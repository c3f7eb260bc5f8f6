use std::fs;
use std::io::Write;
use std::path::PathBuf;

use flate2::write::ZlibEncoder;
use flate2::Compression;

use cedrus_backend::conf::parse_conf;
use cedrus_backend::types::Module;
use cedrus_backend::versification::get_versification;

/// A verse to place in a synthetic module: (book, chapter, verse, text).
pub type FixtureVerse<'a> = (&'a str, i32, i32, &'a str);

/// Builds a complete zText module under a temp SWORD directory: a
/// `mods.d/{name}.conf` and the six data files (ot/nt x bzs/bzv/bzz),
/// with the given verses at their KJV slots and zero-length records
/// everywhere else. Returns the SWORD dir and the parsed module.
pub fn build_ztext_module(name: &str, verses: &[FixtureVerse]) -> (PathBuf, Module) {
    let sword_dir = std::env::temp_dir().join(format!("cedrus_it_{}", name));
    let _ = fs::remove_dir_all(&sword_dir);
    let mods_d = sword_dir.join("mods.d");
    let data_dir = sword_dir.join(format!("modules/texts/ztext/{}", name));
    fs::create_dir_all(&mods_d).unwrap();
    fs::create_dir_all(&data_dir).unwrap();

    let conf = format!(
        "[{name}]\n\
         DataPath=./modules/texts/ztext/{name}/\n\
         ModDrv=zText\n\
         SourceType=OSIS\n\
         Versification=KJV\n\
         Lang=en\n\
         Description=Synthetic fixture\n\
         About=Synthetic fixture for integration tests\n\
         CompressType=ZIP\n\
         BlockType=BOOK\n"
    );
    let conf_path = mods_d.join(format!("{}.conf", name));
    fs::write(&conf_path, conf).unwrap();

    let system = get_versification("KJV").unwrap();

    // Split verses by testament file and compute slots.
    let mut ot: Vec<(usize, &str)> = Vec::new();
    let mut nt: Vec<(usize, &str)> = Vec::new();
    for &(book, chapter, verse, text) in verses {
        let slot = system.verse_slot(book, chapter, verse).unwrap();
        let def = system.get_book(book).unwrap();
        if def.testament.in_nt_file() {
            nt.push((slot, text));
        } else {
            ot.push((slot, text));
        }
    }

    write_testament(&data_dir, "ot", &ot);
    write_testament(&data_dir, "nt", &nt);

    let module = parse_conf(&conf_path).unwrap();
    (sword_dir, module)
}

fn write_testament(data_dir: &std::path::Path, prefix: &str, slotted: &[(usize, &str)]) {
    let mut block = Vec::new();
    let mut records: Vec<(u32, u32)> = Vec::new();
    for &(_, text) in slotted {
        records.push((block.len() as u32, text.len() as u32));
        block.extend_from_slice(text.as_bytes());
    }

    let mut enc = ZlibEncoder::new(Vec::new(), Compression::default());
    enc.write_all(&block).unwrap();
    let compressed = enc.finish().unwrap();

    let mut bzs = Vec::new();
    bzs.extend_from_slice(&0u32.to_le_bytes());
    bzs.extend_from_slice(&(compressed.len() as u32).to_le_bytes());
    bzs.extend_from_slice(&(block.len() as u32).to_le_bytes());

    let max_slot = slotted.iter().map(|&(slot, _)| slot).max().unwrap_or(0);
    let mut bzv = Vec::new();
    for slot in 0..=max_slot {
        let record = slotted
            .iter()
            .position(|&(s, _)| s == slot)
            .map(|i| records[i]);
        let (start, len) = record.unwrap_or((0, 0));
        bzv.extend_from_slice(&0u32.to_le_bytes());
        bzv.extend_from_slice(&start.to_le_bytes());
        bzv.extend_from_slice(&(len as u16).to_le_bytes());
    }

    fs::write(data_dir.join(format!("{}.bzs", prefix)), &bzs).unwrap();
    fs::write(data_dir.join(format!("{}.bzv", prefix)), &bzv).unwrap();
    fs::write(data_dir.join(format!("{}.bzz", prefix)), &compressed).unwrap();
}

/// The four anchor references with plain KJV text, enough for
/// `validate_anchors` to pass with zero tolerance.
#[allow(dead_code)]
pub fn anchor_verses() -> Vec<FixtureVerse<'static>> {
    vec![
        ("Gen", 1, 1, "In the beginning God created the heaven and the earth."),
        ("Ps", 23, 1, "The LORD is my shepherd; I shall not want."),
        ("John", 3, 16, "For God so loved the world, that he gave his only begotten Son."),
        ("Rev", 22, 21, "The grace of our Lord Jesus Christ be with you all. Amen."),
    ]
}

☆ ☆ ☆ ☆ ☆

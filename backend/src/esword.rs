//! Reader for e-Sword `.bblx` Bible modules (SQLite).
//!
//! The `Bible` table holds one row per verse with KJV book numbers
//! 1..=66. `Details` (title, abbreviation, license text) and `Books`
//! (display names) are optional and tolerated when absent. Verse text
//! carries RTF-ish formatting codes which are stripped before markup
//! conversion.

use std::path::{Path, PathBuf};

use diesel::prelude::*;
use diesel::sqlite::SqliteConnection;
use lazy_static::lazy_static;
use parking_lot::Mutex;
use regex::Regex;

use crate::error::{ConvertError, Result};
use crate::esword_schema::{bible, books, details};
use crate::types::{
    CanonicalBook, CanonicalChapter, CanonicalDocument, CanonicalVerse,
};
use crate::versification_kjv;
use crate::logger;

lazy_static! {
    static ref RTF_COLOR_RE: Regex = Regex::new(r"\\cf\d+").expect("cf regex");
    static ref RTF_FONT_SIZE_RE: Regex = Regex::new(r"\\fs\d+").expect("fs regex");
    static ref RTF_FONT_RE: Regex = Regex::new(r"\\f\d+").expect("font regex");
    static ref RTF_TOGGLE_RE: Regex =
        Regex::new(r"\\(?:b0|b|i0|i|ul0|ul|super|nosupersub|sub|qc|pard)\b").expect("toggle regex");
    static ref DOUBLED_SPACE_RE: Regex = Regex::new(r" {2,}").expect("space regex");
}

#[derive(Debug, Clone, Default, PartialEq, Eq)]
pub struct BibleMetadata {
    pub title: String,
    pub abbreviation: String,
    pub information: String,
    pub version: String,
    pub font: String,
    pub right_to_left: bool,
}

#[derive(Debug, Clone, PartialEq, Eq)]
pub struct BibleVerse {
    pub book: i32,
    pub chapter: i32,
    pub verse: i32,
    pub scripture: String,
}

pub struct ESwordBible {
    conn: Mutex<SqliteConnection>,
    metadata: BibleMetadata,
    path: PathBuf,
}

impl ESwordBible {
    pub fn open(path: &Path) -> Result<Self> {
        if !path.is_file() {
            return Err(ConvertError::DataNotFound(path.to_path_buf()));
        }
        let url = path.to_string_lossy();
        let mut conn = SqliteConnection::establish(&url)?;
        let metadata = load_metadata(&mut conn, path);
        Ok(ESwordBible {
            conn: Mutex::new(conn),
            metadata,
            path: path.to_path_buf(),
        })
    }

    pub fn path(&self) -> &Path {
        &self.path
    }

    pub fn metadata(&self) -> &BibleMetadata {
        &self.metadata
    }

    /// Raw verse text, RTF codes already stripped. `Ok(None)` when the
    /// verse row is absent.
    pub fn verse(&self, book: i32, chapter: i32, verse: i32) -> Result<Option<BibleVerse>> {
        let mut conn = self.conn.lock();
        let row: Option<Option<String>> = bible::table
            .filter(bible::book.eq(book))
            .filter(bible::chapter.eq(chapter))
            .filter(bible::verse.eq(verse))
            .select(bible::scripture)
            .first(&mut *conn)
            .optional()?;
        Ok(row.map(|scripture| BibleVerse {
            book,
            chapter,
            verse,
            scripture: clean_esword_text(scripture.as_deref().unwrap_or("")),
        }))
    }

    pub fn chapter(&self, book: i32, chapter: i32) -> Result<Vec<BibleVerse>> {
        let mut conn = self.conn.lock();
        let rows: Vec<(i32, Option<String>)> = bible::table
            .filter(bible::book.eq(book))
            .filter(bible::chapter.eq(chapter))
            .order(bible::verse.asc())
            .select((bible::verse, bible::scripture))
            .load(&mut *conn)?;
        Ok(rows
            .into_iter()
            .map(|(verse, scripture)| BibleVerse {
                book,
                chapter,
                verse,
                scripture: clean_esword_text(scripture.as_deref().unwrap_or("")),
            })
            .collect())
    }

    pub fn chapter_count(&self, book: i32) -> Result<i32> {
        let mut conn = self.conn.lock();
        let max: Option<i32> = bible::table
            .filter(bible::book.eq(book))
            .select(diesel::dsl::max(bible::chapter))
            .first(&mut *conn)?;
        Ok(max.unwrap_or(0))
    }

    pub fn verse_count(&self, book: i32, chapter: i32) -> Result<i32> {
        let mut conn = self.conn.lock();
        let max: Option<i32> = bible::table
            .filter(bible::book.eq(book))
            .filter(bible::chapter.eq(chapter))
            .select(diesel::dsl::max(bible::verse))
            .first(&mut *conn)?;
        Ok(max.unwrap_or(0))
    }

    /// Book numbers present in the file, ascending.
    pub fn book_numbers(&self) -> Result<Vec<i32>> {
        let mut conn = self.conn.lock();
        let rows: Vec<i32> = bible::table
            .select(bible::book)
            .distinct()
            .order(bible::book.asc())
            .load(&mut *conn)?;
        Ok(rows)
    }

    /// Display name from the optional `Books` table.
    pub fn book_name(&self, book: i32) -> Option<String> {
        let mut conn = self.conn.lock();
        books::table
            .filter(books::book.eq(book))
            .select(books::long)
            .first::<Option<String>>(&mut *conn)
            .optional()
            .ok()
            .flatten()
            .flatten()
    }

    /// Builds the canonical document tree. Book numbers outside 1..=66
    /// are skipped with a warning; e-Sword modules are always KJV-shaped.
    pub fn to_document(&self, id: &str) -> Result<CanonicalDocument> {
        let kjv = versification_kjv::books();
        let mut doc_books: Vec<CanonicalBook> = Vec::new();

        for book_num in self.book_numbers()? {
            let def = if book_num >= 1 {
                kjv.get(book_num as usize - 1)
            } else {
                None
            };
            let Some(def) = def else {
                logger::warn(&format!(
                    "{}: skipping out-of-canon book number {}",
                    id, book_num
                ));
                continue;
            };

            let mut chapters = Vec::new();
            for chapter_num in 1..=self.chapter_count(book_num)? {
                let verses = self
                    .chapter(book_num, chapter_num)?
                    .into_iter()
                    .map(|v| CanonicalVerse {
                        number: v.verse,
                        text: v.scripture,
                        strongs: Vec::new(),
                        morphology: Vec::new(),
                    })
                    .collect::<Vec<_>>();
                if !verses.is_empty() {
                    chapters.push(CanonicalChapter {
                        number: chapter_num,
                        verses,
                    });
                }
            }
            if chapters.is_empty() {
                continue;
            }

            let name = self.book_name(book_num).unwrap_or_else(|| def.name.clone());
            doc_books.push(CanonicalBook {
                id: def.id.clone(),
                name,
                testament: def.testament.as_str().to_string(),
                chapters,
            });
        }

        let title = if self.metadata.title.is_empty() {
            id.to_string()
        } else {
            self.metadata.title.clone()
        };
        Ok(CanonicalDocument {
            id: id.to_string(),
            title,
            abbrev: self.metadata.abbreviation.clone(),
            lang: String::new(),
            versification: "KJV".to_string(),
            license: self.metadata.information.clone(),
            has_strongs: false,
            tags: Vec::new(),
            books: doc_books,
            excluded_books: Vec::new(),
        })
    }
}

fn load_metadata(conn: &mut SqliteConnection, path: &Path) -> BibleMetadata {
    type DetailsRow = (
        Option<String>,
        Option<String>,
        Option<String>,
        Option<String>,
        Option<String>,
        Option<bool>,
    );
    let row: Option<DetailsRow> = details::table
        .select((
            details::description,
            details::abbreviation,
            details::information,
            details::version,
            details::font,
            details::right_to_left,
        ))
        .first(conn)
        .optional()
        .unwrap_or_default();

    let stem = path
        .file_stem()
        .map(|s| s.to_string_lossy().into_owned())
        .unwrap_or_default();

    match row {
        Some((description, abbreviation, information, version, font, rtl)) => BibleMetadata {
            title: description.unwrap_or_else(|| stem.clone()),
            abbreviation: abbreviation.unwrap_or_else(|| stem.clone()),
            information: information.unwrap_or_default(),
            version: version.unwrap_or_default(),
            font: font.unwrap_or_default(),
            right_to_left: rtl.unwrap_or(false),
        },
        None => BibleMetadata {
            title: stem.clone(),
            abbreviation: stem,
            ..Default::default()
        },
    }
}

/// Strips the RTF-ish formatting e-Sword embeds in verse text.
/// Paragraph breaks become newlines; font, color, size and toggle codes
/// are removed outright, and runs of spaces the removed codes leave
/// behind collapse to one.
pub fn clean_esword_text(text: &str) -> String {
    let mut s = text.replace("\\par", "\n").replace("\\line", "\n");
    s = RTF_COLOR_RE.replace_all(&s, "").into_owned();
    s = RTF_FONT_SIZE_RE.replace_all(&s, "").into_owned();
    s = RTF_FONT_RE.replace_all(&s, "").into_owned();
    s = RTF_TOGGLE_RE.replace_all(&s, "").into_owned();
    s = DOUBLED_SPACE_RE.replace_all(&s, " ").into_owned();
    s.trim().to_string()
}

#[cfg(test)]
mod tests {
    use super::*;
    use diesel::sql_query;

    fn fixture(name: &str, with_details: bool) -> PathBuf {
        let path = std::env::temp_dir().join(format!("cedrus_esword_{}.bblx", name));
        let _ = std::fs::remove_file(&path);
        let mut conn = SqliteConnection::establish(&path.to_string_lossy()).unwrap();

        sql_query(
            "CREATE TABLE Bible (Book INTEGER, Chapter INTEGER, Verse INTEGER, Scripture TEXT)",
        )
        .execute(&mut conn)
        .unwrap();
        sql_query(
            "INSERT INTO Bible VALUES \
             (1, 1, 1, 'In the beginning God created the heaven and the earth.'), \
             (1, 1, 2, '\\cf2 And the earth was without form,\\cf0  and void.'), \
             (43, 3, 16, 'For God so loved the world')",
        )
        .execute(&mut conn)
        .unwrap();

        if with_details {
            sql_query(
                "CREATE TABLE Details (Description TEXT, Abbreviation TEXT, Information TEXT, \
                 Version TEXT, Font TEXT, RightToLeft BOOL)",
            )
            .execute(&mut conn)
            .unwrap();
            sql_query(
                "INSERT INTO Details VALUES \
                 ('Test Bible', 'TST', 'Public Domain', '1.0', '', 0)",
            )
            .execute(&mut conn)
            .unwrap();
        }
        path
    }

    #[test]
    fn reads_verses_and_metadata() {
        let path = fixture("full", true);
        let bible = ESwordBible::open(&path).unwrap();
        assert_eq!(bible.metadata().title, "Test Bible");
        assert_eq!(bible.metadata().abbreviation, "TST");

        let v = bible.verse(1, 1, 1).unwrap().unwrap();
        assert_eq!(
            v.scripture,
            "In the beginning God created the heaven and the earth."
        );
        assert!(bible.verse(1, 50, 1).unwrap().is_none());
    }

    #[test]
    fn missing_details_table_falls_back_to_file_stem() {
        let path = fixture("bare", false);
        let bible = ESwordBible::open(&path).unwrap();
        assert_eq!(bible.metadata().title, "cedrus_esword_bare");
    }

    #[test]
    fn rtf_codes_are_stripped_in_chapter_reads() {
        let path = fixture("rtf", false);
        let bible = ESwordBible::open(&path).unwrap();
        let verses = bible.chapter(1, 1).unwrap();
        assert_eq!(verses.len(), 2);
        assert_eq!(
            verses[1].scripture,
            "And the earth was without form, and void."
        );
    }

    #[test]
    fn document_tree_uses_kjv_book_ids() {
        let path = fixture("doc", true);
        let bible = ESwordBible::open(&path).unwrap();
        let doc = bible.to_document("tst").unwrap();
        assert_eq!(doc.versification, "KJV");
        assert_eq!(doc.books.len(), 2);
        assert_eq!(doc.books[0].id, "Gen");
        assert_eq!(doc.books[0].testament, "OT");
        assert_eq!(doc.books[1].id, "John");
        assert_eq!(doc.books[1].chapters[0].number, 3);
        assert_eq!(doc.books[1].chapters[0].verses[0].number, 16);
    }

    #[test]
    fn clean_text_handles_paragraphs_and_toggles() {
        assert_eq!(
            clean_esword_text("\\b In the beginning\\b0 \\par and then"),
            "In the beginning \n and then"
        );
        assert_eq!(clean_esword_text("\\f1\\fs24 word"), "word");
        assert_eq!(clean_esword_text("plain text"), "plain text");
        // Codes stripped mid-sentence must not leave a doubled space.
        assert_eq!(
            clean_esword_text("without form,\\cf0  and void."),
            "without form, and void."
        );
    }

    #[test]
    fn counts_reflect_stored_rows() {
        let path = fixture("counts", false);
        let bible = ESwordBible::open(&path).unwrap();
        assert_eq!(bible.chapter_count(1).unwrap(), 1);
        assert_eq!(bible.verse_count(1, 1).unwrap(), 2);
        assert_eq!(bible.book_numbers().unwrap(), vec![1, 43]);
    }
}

☆ ☆ ☆ ☆ ☆

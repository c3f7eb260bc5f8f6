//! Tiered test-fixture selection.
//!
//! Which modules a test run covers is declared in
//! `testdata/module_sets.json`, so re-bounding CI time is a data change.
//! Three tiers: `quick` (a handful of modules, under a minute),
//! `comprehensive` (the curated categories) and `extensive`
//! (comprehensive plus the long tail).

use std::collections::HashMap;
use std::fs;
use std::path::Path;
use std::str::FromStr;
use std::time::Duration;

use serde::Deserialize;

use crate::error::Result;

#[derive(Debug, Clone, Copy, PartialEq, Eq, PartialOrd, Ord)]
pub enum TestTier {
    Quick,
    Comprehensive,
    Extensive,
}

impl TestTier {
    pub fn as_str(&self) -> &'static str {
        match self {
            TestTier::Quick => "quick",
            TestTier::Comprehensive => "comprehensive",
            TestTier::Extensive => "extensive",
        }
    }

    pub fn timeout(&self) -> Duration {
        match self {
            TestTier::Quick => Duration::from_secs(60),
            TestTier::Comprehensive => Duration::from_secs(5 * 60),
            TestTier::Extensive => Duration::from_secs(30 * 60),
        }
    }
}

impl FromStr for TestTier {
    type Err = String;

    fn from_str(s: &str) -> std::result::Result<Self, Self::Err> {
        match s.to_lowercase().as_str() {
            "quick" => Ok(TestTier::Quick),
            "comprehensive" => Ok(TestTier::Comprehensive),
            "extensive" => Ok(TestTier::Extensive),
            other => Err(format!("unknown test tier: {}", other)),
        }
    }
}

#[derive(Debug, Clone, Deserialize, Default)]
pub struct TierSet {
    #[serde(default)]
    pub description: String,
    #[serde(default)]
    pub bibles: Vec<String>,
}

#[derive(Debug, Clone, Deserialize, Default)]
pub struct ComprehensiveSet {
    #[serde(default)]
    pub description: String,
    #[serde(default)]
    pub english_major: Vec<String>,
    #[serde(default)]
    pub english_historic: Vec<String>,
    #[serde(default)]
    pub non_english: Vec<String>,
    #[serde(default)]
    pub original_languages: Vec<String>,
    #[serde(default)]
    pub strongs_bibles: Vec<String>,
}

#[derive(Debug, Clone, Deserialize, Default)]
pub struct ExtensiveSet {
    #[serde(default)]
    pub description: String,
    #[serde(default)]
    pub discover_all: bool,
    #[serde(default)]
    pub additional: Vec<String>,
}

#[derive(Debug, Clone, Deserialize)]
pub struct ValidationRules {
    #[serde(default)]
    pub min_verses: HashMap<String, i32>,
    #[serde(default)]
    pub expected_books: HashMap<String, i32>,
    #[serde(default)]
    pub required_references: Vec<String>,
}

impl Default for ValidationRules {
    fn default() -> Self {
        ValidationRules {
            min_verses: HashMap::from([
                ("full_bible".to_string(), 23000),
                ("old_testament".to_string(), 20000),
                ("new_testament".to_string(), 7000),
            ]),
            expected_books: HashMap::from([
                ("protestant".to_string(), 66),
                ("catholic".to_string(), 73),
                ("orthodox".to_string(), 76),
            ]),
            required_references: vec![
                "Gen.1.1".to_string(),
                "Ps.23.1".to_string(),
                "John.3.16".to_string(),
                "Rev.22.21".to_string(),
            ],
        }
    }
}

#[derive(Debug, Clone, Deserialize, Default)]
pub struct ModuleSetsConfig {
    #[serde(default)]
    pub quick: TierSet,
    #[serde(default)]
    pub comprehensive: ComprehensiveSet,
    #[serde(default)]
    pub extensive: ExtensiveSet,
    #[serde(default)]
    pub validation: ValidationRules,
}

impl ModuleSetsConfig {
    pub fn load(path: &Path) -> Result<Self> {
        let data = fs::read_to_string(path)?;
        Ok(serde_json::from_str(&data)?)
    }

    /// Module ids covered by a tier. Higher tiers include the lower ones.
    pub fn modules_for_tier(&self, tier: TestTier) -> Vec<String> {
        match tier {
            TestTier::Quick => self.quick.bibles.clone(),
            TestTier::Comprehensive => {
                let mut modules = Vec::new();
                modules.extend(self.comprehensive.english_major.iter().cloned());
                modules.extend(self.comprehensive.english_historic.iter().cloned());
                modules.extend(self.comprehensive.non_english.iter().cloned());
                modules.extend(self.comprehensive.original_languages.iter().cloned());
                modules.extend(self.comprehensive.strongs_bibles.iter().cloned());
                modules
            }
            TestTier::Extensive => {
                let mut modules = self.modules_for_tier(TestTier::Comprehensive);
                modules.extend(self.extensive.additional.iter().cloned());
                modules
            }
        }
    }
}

☆ ☆ ☆ ☆ ☆

◆ Exercise instructions ◆
Only the lines above starting at the one containing "use cedrus_backend::conf::parse_conf;" and ending at the one containing "pub type FixtureVerse<'a>", both included, are to be returned, exactly as they read.

◆ Solution below ◆
use cedrus_backend::conf::parse_conf;
use cedrus_backend::types::Module;
use cedrus_backend::versification::get_versification;

/// A verse to place in a synthetic module: (book, chapter, verse, text).
pub type FixtureVerse<'a> = (&'a str, i32, i32, &'a str);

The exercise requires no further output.